Police net seven cyber-crooks who siphoned off RM250,000

KUALA LUMPUR (Sept 14, 2011): Using a combination of phishing and hijacking handphone numbers, a syndicate siphoned out about a quarter million ringgit from some online banking accounts over the past nine months.

Police learnt just how elaborate the syndicate's modus operandi was only after crippling the gang of cyber crooks with the arrest of six people in a raid on Friday.

The suspects aged between 20 and 27 comprised a Sierra Leone national said to be the mastermind, a male Jordanian and a male Pakistani, and four Malaysians, two of whom were women.

They were nabbed when a federal commercial crimes investigations department CCID team led by cyber crimes and multimedia head ACP Kamaruddin Md Din raided the apartment at the Millenium Square at Section 14, Petaling Jaya where police also seized computers, fake MyKad and bank cards.

Police learnt that the suspected mastermind had come to Malaysia in 2005 as a student and graduated with a degree in information technology from a well known college in Petaling Jaya last year while Jordanian was registered as a civil engineering student of a local college since 2008. The Pakistani was here on a social visit visa.

Investigations revealed that the syndicate members had managed to retrieve personal particulars including the usernames, passwords from an online banking kiosk at a bank in Petaling Jaya and even obtained the transaction authorisation code (TAC) which is sent out by the bank to the registered handphones of online banking users to execute cash transfers from their victims' accounts.

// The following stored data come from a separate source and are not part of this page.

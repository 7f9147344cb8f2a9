//! Background job scheduler.
//!
//! Initialises a [`JobScheduler`] at server startup and registers the
//! recurring deletion-status scan when it is enabled.

use std::sync::Arc;

use tokio_cron_scheduler::{Job, JobScheduler, JobSchedulerError};

use tradesync_core::AppConfig;
use tradesync_engine::{scan_sheet, ScanSummary};
use tradesync_simpro::SimproClient;
use tradesync_smartsheet::SmartsheetClient;

/// Builds and starts the background job scheduler.
///
/// Returns the running [`JobScheduler`] handle, which must be kept alive
/// for the lifetime of the process; dropping it shuts down all jobs.
///
/// # Errors
///
/// Returns [`JobSchedulerError`] if the scheduler cannot be initialised,
/// the scan cron expression does not parse, or the scheduler fails to
/// start.
pub async fn build_scheduler(
    config: Arc<AppConfig>,
    simpro: Arc<SimproClient>,
    smartsheet: Arc<SmartsheetClient>,
) -> Result<JobScheduler, JobSchedulerError> {
    let scheduler = JobScheduler::new().await?;

    if config.scan_enabled {
        register_scan_job(&scheduler, config, simpro, smartsheet).await?;
    } else {
        tracing::info!("scheduled deletion-status scan disabled");
    }

    scheduler.start().await?;
    Ok(scheduler)
}

/// Register the recurring deletion-status scan at the configured cron
/// schedule (daily at midnight by default).
async fn register_scan_job(
    scheduler: &JobScheduler,
    config: Arc<AppConfig>,
    simpro: Arc<SimproClient>,
    smartsheet: Arc<SmartsheetClient>,
) -> Result<(), JobSchedulerError> {
    let cron = config.scan_cron.clone();
    let job = Job::new_async(cron.as_str(), move |_uuid, _lock| {
        let config = Arc::clone(&config);
        let simpro = Arc::clone(&simpro);
        let smartsheet = Arc::clone(&smartsheet);

        Box::pin(async move {
            tracing::info!("scheduler: starting deletion-status scan");
            run_scan_job(&config, &simpro, &smartsheet).await;
            tracing::info!("scheduler: deletion-status scan complete");
        })
    })?;

    scheduler.add(job).await?;
    Ok(())
}

/// Scan every configured tracking sheet, swallowing failures so a broken
/// sheet never kills the scheduler.
async fn run_scan_job(config: &AppConfig, simpro: &SimproClient, smartsheet: &SmartsheetClient) {
    let sheet_ids: Vec<i64> = config
        .sheets
        .scan_active
        .into_iter()
        .chain(config.sheets.scan_archived)
        .collect();

    if sheet_ids.is_empty() {
        tracing::warn!("scheduler: scan enabled but no tracking sheet is configured");
        return;
    }

    let mut total = ScanSummary::default();
    for sheet_id in sheet_ids {
        match scan_sheet(simpro, smartsheet, sheet_id, None).await {
            Ok(summary) => total.merge(summary),
            Err(e) => {
                tracing::error!(error = %e, sheet_id, "scheduler: scan failed for sheet");
            }
        }
    }

    tracing::info!(
        checked = total.checked,
        confirmed_deleted = total.confirmed_deleted,
        confirmed_active = total.confirmed_active,
        errored = total.errored,
        rows_written = total.rows_written,
        "scheduler: scan totals"
    );
}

Federal CCID director, Commissioner Datuk Syed Ismail Syed Azizan told a press conference today that the syndicate had skimmed the personal online details of those who had used the kiosk by secrets attaching a thumbdrive with a spy software which downloaded and stored the usernames and passwords when the bank customers logged into their online accounts.

He said the syndicate members would discreetly remove the thumbdrive and later downloaded the confidential information into their computer from where they logged on to user accounts to find out the registered handphone numbers of the bank customers.

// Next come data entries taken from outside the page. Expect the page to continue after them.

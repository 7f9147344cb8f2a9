//! Set reconciliation: route fetched keys into add/update/mark-deleted
//! buckets against one or more destination sheets.

use std::collections::{BTreeMap, BTreeSet};

use tradesync_core::RecordKey;

/// The keys currently present on one sheet, with their row ids.
#[derive(Debug, Clone)]
pub struct SheetKeys {
    pub sheet_id: i64,
    pub identities: BTreeMap<RecordKey, i64>,
}

/// Keys assigned to one sheet by the partition, with their row ids.
#[derive(Debug, Clone, PartialEq, Eq)]
pub struct SheetAssignment {
    pub sheet_id: i64,
    pub rows: BTreeMap<RecordKey, i64>,
}

/// Disjoint three-way partition of fetched vs. existing keys.
#[derive(Debug, Clone)]
pub struct Partition {
    /// Fetched keys present on no sheet.
    pub to_add: BTreeSet<RecordKey>,
    /// Fetched keys present on a sheet, one assignment per sheet. When a key
    /// exists on several sheets it routes to the earliest-listed one.
    pub to_update: Vec<SheetAssignment>,
    /// Keys present on a sheet but absent from the fetch, pending validation.
    pub deletion_candidates: Vec<SheetAssignment>,
}

/// Partitions `fetched` against the per-sheet key sets.
///
/// `existing` is ordered by precedence: the active sheet first, archived
/// after. Every fetched key lands in exactly one bucket, and every existing
/// key not fetched becomes a deletion candidate on its own sheet.
#[must_use]
pub fn partition(fetched: &BTreeSet<RecordKey>, existing: &[SheetKeys]) -> Partition {
    let mut to_add = fetched.clone();
    let mut to_update = Vec::with_capacity(existing.len());
    let mut deletion_candidates = Vec::with_capacity(existing.len());
    let mut claimed: BTreeSet<RecordKey> = BTreeSet::new();

    for sheet in existing {
        let mut updates = BTreeMap::new();
        let mut candidates = BTreeMap::new();
        for (key, row_id) in &sheet.identities {
            if fetched.contains(key) {
                to_add.remove(key);
                // Earlier sheets take precedence for duplicate keys.
                if claimed.insert(key.clone()) {
                    updates.insert(key.clone(), *row_id);
                }
            } else {
                candidates.insert(key.clone(), *row_id);
            }
        }
        to_update.push(SheetAssignment {
            sheet_id: sheet.sheet_id,
            rows: updates,
        });
        deletion_candidates.push(SheetAssignment {
            sheet_id: sheet.sheet_id,
            rows: candidates,
        });
    }

    Partition {
        to_add,
        to_update,
        deletion_candidates,
    }
}

#[cfg(test)]
mod tests {
    use super::*;

    fn keys(ids: &[i64]) -> BTreeSet<RecordKey> {
        ids.iter().map(|id| RecordKey::from(*id)).collect()
    }

    fn sheet(sheet_id: i64, entries: &[(i64, i64)]) -> SheetKeys {
        SheetKeys {
            sheet_id,
            identities: entries
                .iter()
                .map(|(key, row)| (RecordKey::from(*key), *row))
                .collect(),
        }
    }

    fn key_set(assignment: &SheetAssignment) -> BTreeSet<RecordKey> {
        assignment.rows.keys().cloned().collect()
    }

    #[test]
    fn classic_scenario() {
        // existing {1,2,3}, fetched {2,3,4} => add {4}, update {2,3}, candidates {1}
        let fetched = keys(&[2, 3, 4]);
        let existing = vec![sheet(10, &[(1, 501), (2, 502), (3, 503)])];
        let p = partition(&fetched, &existing);

        assert_eq!(p.to_add, keys(&[4]));
        assert_eq!(key_set(&p.to_update[0]), keys(&[2, 3]));
        assert_eq!(key_set(&p.deletion_candidates[0]), keys(&[1]));
        assert_eq!(p.deletion_candidates[0].rows[&RecordKey::from(1)], 501);
    }

    #[test]
    fn covers_fetched_and_existing_exactly_once() {
        let fetched = keys(&[2, 3, 4]);
        let existing = vec![sheet(10, &[(1, 501), (2, 502), (3, 503)])];
        let p = partition(&fetched, &existing);

        let mut seen: BTreeSet<RecordKey> = BTreeSet::new();
        for key in &p.to_add {
            assert!(seen.insert(key.clone()), "{key} appears twice");
        }
        for assignment in p.to_update.iter().chain(&p.deletion_candidates) {
            for key in assignment.rows.keys() {
                assert!(seen.insert(key.clone()), "{key} appears twice");
            }
        }
        let mut union = fetched.clone();
        union.extend(existing[0].identities.keys().cloned());
        assert_eq!(seen, union);
    }

    #[test]
    fn duplicate_key_routes_to_active_sheet_only() {
        let fetched = keys(&[5]);
        let existing = vec![sheet(10, &[(5, 501)]), sheet(20, &[(5, 901)])];
        let p = partition(&fetched, &existing);

        assert!(p.to_add.is_empty());
        assert_eq!(key_set(&p.to_update[0]), keys(&[5]));
        assert!(
            p.to_update[1].rows.is_empty(),
            "archived sheet must not receive the update"
        );
        assert!(p.deletion_candidates.iter().all(|a| a.rows.is_empty()));
    }

    #[test]
    fn reconcile_twice_is_idempotent() {
        let fetched = keys(&[1, 2]);
        let first = partition(&fetched, &[sheet(10, &[])]);
        assert_eq!(first.to_add, keys(&[1, 2]));

        // Pretend the adds landed: keys now exist on the sheet.
        let after = vec![sheet(10, &[(1, 601), (2, 602)])];
        let second = partition(&fetched, &after);
        assert!(second.to_add.is_empty());
        assert!(second.deletion_candidates.iter().all(|a| a.rows.is_empty()));
        assert_eq!(key_set(&second.to_update[0]), keys(&[1, 2]));
    }

    #[test]
    fn tolerates_empty_inputs() {
        let p = partition(&BTreeSet::new(), &[]);
        assert!(p.to_add.is_empty());
        assert!(p.to_update.is_empty());

        let p = partition(&keys(&[1]), &[]);
        assert_eq!(p.to_add, keys(&[1]));

        let p = partition(&BTreeSet::new(), &[sheet(10, &[(9, 700)])]);
        assert_eq!(key_set(&p.deletion_candidates[0]), keys(&[9]));
    }
}
//! One full reconciliation pass for a single entity: fetch, partition,
//! validate deletions, then write adds, updates, and soft-delete markers.

use std::collections::{BTreeMap, BTreeSet};

use serde::Serialize;

use tradesync_core::chunk::{COMMENT_CHUNK_SIZE, WRITE_CHUNK_SIZE};
use tradesync_core::{RecordKey, SheetPair, SheetTarget, SourceRow};
use tradesync_smartsheet::ColumnIndex;

use crate::error::EngineError;
use crate::identity::extract_identities;
use crate::partition::{partition, SheetKeys};
use crate::traits::{EntitySource, SheetApi};
use crate::validate::{collect_verdicts, KeyError};
use crate::writer::{
    deletion_marker_updates, submit_adds, submit_updates, to_new_rows, to_row_updates, SkippedRow,
    WriteError,
};

/// A destination sheet the run could not use at all, e.g. it failed to load
/// or its key column is missing. The run continues on the other sheet.
#[derive(Debug, Clone, Serialize)]
pub struct SheetError {
    pub sheet_id: i64,
    pub message: String,
}

/// Outcome of one entity run. Partial failure is the normal shape here:
/// counts reflect what landed, the error lists say what did not and why.
#[derive(Debug, Default, Serialize)]
pub struct RunSummary {
    pub entity: String,
    pub fetched: usize,
    pub added: usize,
    pub updated: usize,
    pub marked_deleted: usize,
    pub skipped: Vec<SkippedRow>,
    pub validation_errors: Vec<KeyError>,
    pub write_errors: Vec<WriteError>,
    pub sheet_errors: Vec<SheetError>,
}

struct LoadedSheet {
    target: SheetTarget,
    index: ColumnIndex,
    identities: BTreeMap<RecordKey, i64>,
}

async fn load_sheet<D: SheetApi>(
    dest: &D,
    target: &SheetTarget,
) -> Result<LoadedSheet, String> {
    let sheet = dest
        .get_sheet(target.sheet_id)
        .await
        .map_err(|e| e.to_string())?;
    let index = ColumnIndex::from_sheet(&sheet);
    let key_column_id = index
        .require(&target.key_column)
        .map_err(|e| e.to_string())?;
    let identities = extract_identities(&sheet.rows, key_column_id);
    Ok(LoadedSheet {
        target: target.clone(),
        index,
        identities,
    })
}

/// Runs one reconciliation pass of `source` against the entity's sheets.
///
/// A failing `list_current` aborts the run; everything downstream degrades
/// per sheet, per key, or per chunk instead. Adds go to the active sheet
/// only, updates and deletion markers go to whichever sheet holds the row.
pub async fn run_sync<S, D>(
    source: &S,
    dest: &D,
    sheets: &SheetPair,
) -> Result<RunSummary, EngineError>
where
    S: EntitySource,
    D: SheetApi,
{
    let entity = source.entity();
    let records = source.list_current().await.map_err(EngineError::Source)?;

    let mut by_key: BTreeMap<RecordKey, SourceRow> = BTreeMap::new();
    for record in records {
        by_key.insert(record.key.clone(), record);
    }
    let fetched: BTreeSet<RecordKey> = by_key.keys().cloned().collect();

    let mut summary = RunSummary {
        entity: entity.to_string(),
        fetched: fetched.len(),
        ..RunSummary::default()
    };

    let mut loaded = Vec::new();
    for target in sheets.targets() {
        match load_sheet(dest, target).await {
            Ok(sheet) => loaded.push(sheet),
            Err(message) => {
                tracing::warn!(
                    entity = %entity,
                    sheet_id = target.sheet_id,
                    %message,
                    "skipping unusable sheet"
                );
                summary.sheet_errors.push(SheetError {
                    sheet_id: target.sheet_id,
                    message,
                });
            }
        }
    }

    let existing: Vec<SheetKeys> = loaded
        .iter()
        .map(|sheet| SheetKeys {
            sheet_id: sheet.target.sheet_id,
            identities: sheet.identities.clone(),
        })
        .collect();
    let parts = partition(&fetched, &existing);

    // Adds land on the active sheet only. If that sheet was unusable this
    // run, the records stay pending for the next one.
    if let Some(active) = loaded
        .iter()
        .find(|s| s.target.sheet_id == sheets.active.sheet_id)
    {
        let add_records: Vec<SourceRow> = parts
            .to_add
            .iter()
            .filter_map(|key| by_key.get(key).cloned())
            .collect();
        let (rows, skipped) = to_new_rows(&add_records, &active.index);
        summary.skipped.extend(skipped);
        let (written, errors) =
            submit_adds(dest, active.target.sheet_id, &rows, WRITE_CHUNK_SIZE).await;
        summary.added += written;
        summary.write_errors.extend(errors);
    } else if !parts.to_add.is_empty() {
        tracing::warn!(
            entity = %entity,
            pending = parts.to_add.len(),
            "active sheet unavailable, deferring adds"
        );
    }

    // Deletion candidates are re-queried before anything is marked. A key
    // held by both sheets is probed once; its verdict fans back to every
    // sheet that holds it.
    let all_candidates: BTreeSet<RecordKey> = parts
        .deletion_candidates
        .iter()
        .flat_map(|sheet| sheet.rows.keys().cloned())
        .collect();

    let mut confirmed_absent: BTreeSet<RecordKey> = BTreeSet::new();
    let mut refreshed_by_key: BTreeMap<RecordKey, SourceRow> = BTreeMap::new();
    if !all_candidates.is_empty() {
        let keys: Vec<RecordKey> = all_candidates.iter().cloned().collect();
        let verdicts = collect_verdicts(source.probe(&keys).await);
        summary.validation_errors.extend(verdicts.errors);
        confirmed_absent = verdicts.confirmed_absent;

        // A key the source still knows rejoins the update set of each sheet
        // holding it.
        if !verdicts.confirmed_existing.is_empty() {
            let rejoin: Vec<RecordKey> = verdicts.confirmed_existing.iter().cloned().collect();
            match source.fetch_by_keys(&rejoin).await {
                Ok(refreshed) => {
                    for record in refreshed {
                        refreshed_by_key.insert(record.key.clone(), record);
                    }
                }
                Err(e) => {
                    let message = e.to_string();
                    summary
                        .validation_errors
                        .extend(rejoin.into_iter().map(|key| KeyError {
                            key,
                            message: message.clone(),
                        }));
                }
            }
        }
    }

    for (position, sheet) in loaded.iter().enumerate() {
        let mut update_rows_map = parts.to_update[position].rows.clone();
        let mut update_records: Vec<SourceRow> = update_rows_map
            .keys()
            .filter_map(|key| by_key.get(key).cloned())
            .collect();

        let candidates = &parts.deletion_candidates[position].rows;
        for (key, row_id) in candidates {
            if let Some(record) = refreshed_by_key.get(key) {
                update_rows_map.insert(key.clone(), *row_id);
                update_records.push(record.clone());
            }
        }

        let marked: BTreeMap<RecordKey, i64> = candidates
            .iter()
            .filter(|(key, _)| confirmed_absent.contains(*key))
            .map(|(key, row_id)| (key.clone(), *row_id))
            .collect();
        if !marked.is_empty() {
            match sheet.index.require(&sheet.target.comment_column) {
                Ok(comment_column_id) => {
                    let markers = deletion_marker_updates(&marked, comment_column_id);
                    let (written, errors) = submit_updates(
                        dest,
                        sheet.target.sheet_id,
                        &markers,
                        COMMENT_CHUNK_SIZE,
                    )
                    .await;
                    summary.marked_deleted += written;
                    summary.write_errors.extend(errors);
                }
                Err(e) => summary.sheet_errors.push(SheetError {
                    sheet_id: sheet.target.sheet_id,
                    message: e.to_string(),
                }),
            }
        }

        let (rows, skipped) = to_row_updates(&update_records, &update_rows_map, &sheet.index);
        summary.skipped.extend(skipped);
        let (written, errors) =
            submit_updates(dest, sheet.target.sheet_id, &rows, WRITE_CHUNK_SIZE).await;
        summary.updated += written;
        summary.write_errors.extend(errors);
    }

    tracing::info!(
        entity = %entity,
        fetched = summary.fetched,
        added = summary.added,
        updated = summary.updated,
        marked_deleted = summary.marked_deleted,
        skipped = summary.skipped.len(),
        validation_errors = summary.validation_errors.len(),
        write_errors = summary.write_errors.len(),
        "sync run complete"
    );
    Ok(summary)
}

Then, using fake MyKad, police report or authorisation letters from the target customers, the crooks would report the handphones lost and applied for new SIM cards from the unsuspecting telecommunications companies.

"This new tactic is a combination of phishing and hijacking SIM cards. Obviously when a new SIM card is issued, the one used by the victim will be cancelled and this will raise their suspicions," Syed Ismail said.

"To counter this, a syndicate member on the pretext of being a telco staff, will call up their victims a day ahead to inform them that they will face interruptions in their mobilephone services for about two hours.

It is during this two hours that the syndicate would get the new simcard and obtains the TAC numbers with which they can transfer all available cash in his victims account to another account of an accomplice. The biggest single loss was RM50,000." he said.

Meanwhile, he said in an unrelated case also on Friday, the CCID arrested two Nigerians and a Malaysian aged between 17 and 23 for cheating a 29-year-old Australian woman of about RM75,000 by luring her into a non-existent business venture.

"This is another group of scammers who had targeted Australians by sending out emails claiming they are businessmen. We believe they are behind at least 12 cases involving Australian victims," Syed Ismail said, adding the latest victim had alerted police when she realised she had been conned.

He said the suspects were caught when they turned up at the KL Sentral to meet the victim to collect more money.